Should this court overrule Achates Reference Publishing, Inc. v. Apple Inc., 803 F.3d 652 (Fed. Cir. 2015) and hold that judicial review is available for a patent owner to challenge the PTO’s determination that the petitioner satisfied the timeliness requirement of 35 U.S.C. § 315(b) governing the filing of petitions for inter partes review?

In the earlier Click-to-Call decision, Judge Taranto distinguished jurisdictional issues under the Administrative Procedure Act (APA) as compared to matters of patentability:

314(d). . .refers to a “determination . . .whether to institute an IPR under this section” (emphasis added). As a textual matter, those words clearly encompass the “reasonable likelihood” determination specified in § 314(a), but they leave unclear to what extent they reach determinations of compliance with other statutory provisions bearing on institution. The interpretive task demands a wider focus, beyond the words of § 314(d) alone, as the Court’s analysis in Cuozzo itself shows. . . ..regulations treat compliance with the timing rule for IPRs as a matter of Board “jurisdiction.” 37 C.F.R. § 42.3(b) (in section headed “Jurisdiction,” providing that “[a] petition to institute a trial must be filed with the Board consistent with any time period required by statute”) . . . .  The “jurisdiction” label, while a troublesome one in many contexts, here relates to an Administrative Procedure Act principle that the Court in Cuozzo invoked in stating that, at least sometimes and maybe generally, § 314(d) does not bar review to determine if agency action is “‘in excess of statutory jurisdiction.’”                            

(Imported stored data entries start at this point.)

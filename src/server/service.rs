use super::request::{parse_request, ParsedRequest};
use super::response::{
    header_line, is_valid_header, write_file, write_proxied, write_redirect, write_text_error,
};
use crate::app::{ComponentApp, Resolution};
use crate::proxy::ApiProxy;
use crate::static_files::{Delivery, StaticFiles};
use may_minihttp::{HttpService, Request, Response};
use std::io;
use std::sync::Arc;
use tracing::{debug, warn};

/// Path prefix the component app is mounted under.
pub const COMPONENTS_MOUNT: &str = "/components";

/// Top-level request handler.
///
/// Requests pass through, in order: the API proxy, the `/` redirect to the
/// package, and the component app mounted at `/components/`.
#[derive(Clone)]
pub struct PolyserveService {
    app: Arc<ComponentApp>,
    files: StaticFiles,
    proxy: Option<Arc<ApiProxy>>,
    root_redirect: &'static str,
    app_redirect: &'static str,
    extra_headers: Arc<[&'static str]>,
}

impl PolyserveService {
    pub fn new(app: ComponentApp, files: StaticFiles, proxy: Option<ApiProxy>) -> Self {
        let root_redirect = header_line("Location", &package_url_path(app.package_name()));
        let app_redirect = header_line("Location", &app.index_location());
        let extra_headers = extra_header_lines(app.headers()).into();
        Self {
            app: Arc::new(app),
            files,
            proxy: proxy.map(Arc::new),
            root_redirect,
            app_redirect,
            extra_headers,
        }
    }

    pub fn app(&self) -> &ComponentApp {
        &self.app
    }

    pub fn package_name(&self) -> &str {
        self.app.package_name()
    }

    fn forward(&self, proxy: &ApiProxy, request: &ParsedRequest, res: &mut Response) {
        match proxy.forward(request) {
            Ok(proxied) => {
                debug!(url = %request.url, status = proxied.status, "Proxied API request");
                write_proxied(res, proxied);
            }
            Err(err) => {
                warn!(
                    url = %request.url,
                    backend = %proxy.target().origin(),
                    error = %err,
                    "API proxy request failed"
                );
                write_text_error(res, 502);
            }
        }
    }

    fn serve_app(&self, request: &ParsedRequest, local_path: &str, res: &mut Response) {
        if !request.is_get_or_head() {
            write_text_error(res, 404);
            return;
        }
        let resolution = self.app.resolve(local_path);
        debug!(path = %request.pathname, resolution = ?resolution, "Component path resolved");
        let file_path = match resolution {
            Resolution::Redirect(_) => {
                write_redirect(res, 301, self.app_redirect);
                return;
            }
            Resolution::Serve(file_path) => file_path,
            Resolution::Forbidden => return self.app_error(res, 403),
            Resolution::NotFound => return self.app_error(res, 404),
            Resolution::BadRequest => return self.app_error(res, 400),
        };
        match self.files.deliver(&file_path, &request.pathname) {
            Ok(Delivery::File {
                bytes,
                content_type,
            }) => {
                write_file(res, bytes, content_type, request.is_head());
                self.append_headers(res);
            }
            Ok(Delivery::Redirect(location)) => {
                write_redirect(res, 301, header_line("Location", &location));
                self.append_headers(res);
            }
            Err(err) if err.kind() == io::ErrorKind::NotFound => {
                debug!(file = %file_path, "File not found");
                self.app_error(res, 404);
            }
            Err(err) => {
                warn!(file = %file_path, error = %err, "File delivery failed");
                self.app_error(res, 500);
            }
        }
    }

    fn app_error(&self, res: &mut Response, status: u16) {
        write_text_error(res, status);
        self.append_headers(res);
    }

    fn append_headers(&self, res: &mut Response) {
        for line in self.extra_headers.iter().copied() {
            res.header(line);
        }
    }
}

/// Response lines for the configured extra headers; malformed ones are skipped.
fn extra_header_lines(headers: &[(String, String)]) -> Vec<&'static str> {
    headers
        .iter()
        .filter(|(name, value)| {
            let valid = is_valid_header(name, value);
            if !valid {
                warn!(header = %name, "Skipping malformed extra header");
            }
            valid
        })
        .map(|(name, value)| header_line(name, value))
        .collect()
}

/// Path of the package's base page under the component mount.
pub fn package_url_path(package_name: &str) -> String {
    format!("{COMPONENTS_MOUNT}/{package_name}/")
}

/// Path relative to the component mount, or `None` outside of it.
pub fn mounted_path(pathname: &str) -> Option<&str> {
    let rest = pathname.strip_prefix(COMPONENTS_MOUNT)?;
    match rest {
        "" => Some("/"),
        rest if rest.starts_with('/') => Some(rest),
        _ => None,
    }
}

impl HttpService for PolyserveService {
    fn call(&mut self, req: Request, res: &mut Response) -> io::Result<()> {
        let request = parse_request(req);

        if let Some(proxy) = &self.proxy {
            if proxy.matches(&request.url) {
                self.forward(proxy, &request, res);
                return Ok(());
            }
        }

        if request.pathname == "/" && request.is_get_or_head() {
            write_redirect(res, 301, self.root_redirect);
            return Ok(());
        }

        match mounted_path(&request.pathname) {
            Some(local_path) => self.serve_app(&request, local_path, res),
            None => write_text_error(res, 404),
        }
        Ok(())
    }
}

#[cfg(test)]
mod tests {
    use super::*;

    #[test]
    fn test_mounted_path() {
        assert_eq!(mounted_path("/components/pkg/a.js"), Some("/pkg/a.js"));
        assert_eq!(mounted_path("/components/"), Some("/"));
        assert_eq!(mounted_path("/components"), Some("/"));
        assert_eq!(mounted_path("/componentsx/a.js"), None);
        assert_eq!(mounted_path("/other/a.js"), None);
    }

    #[test]
    fn test_extra_header_lines_skip_malformed() {
        let headers = vec![
            ("Cache-Control".to_string(), "no-cache".to_string()),
            ("X-Test".to_string(), "a\r\nSet-Cookie: injected=1".to_string()),
            ("Bad Name".to_string(), "x".to_string()),
        ];
        assert_eq!(extra_header_lines(&headers), vec!["Cache-Control: no-cache"]);
    }

    #[test]
    fn test_package_url_path() {
        assert_eq!(package_url_path("my-pkg"), "/components/my-pkg/");
    }
}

As the Court appears likely to overrule Achates and allow appeal of IPR time bar issues, the question becomes: What will the Court do with incomplete factual records and PTAB denials of further discovery on 315(b) issues?  That is, the PTAB applies the interests of justice standard in determining whether additional discovery is warranted for 315(b) disputes in IPR (typically, for determining relationships among parties). Not surprisingly, the PTAB denies discovery for the vast majority of these disputes. Given the new appeal possibilities, 315(b) issues in ongoing IPRs will likely be reinvigorated as Patent Owners try to reserve such issues for appeal. Should the Court decide to review such disputes going forward, the Board may decide to loosen its standards to avoid remands on such matters.  Alternatively, the Board will need to be especially mindful of the new review possibilities going forward and provide more fulsome explanations and fact finding as to such discovery denials. Honorable mentions: In re Aqua Products - While this case gets a lot of attention by commentators, amendment practices regardless of where the burden lies for demonstrating patentability/unpatentability will never be a major component of AIA trial practices.  The more interesting aspect of this dispute is the second question, which relates to the Board's role as an expert agency when amendments are not challenged. In re Magnum Oil Tools Int'l Ltd. - This case made clear that the burden of persuasion never leaves the petitioner.  While interesting in a general, academic sense, this issue is unlikely to present itself in many cases.  VirnetX Inc. v. Apple Inc. - Interesting discussion of the role of expert agency fact finding.  A must read for anyone more accustomed to district court evidence assessment.